> Task item: Take each line in the entries below that holds "components" and show it.

> Exercise input:

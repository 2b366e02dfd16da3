use std::path::{Component, Path, PathBuf};

use anyhow::{Result, bail};

#[derive(Debug, Clone, PartialEq, Eq)]
pub struct RuntimePaths {
    pub home_dir: PathBuf,
    pub cwd: PathBuf,
    pub db_path: PathBuf,
}

pub const DEFAULT_DATABASE_FILE: &str = "IMDB.db";

/// Resolves the dataset location: `~` expands against `home_dir`, relative
/// paths join `cwd`, and the default is `<cwd>/IMDB.db`.
pub fn resolve_runtime_paths(
    home_dir: &Path,
    cwd: &Path,
    db_override: Option<&Path>,
) -> Result<RuntimePaths> {
    if !home_dir.is_absolute() {
        bail!("home_dir must be absolute: {}", home_dir.display());
    }
    if !cwd.is_absolute() {
        bail!("cwd must be absolute: {}", cwd.display());
    }

    let home_dir = normalize_lexical(home_dir);
    let cwd = normalize_lexical(cwd);
    let db_path = match db_override {
        Some(path) => resolve_user_path(path, &home_dir, &cwd)?,
        None => cwd.join(DEFAULT_DATABASE_FILE),
    };

    Ok(RuntimePaths {
        home_dir,
        cwd,
        db_path: normalize_lexical(&db_path),
    })
}

fn resolve_user_path(path: &Path, home_dir: &Path, cwd: &Path) -> Result<PathBuf> {
    let expanded = expand_tilde(path, home_dir)?;
    let resolved = if expanded.is_absolute() {
        expanded
    } else {
        cwd.join(expanded)
    };

    Ok(normalize_lexical(&resolved))
}

fn expand_tilde(path: &Path, home_dir: &Path) -> Result<PathBuf> {
    let mut components = path.components();
    match components.next() {
        Some(Component::Normal(first)) if first == "~" => {
            let mut expanded = home_dir.to_path_buf();
            for component in components {
                expanded.push(component.as_os_str());
            }
            Ok(expanded)
        }
        Some(Component::Normal(first))
            if first
                .to_str()
                .is_some_and(|segment| segment.starts_with('~')) =>
        {
            bail!(
                "unsupported home expansion syntax (only `~` and `~/...` are supported): {}",
                path.display()
            )
        }
        _ => Ok(path.to_path_buf()),
    }
}

fn normalize_lexical(path: &Path) -> PathBuf {
    let mut normalized = PathBuf::new();

    for component in path.components() {
        match component {
            Component::CurDir => {}
            Component::ParentDir => {
                if !normalized.pop() {
                    normalized.push(component.as_os_str());
                }
            }
            _ => normalized.push(component.as_os_str()),
        }
    }

    normalized
}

> Solution below:
    let mut components = path.components();
    match components.next() {
            for component in components {
    for component in path.components() {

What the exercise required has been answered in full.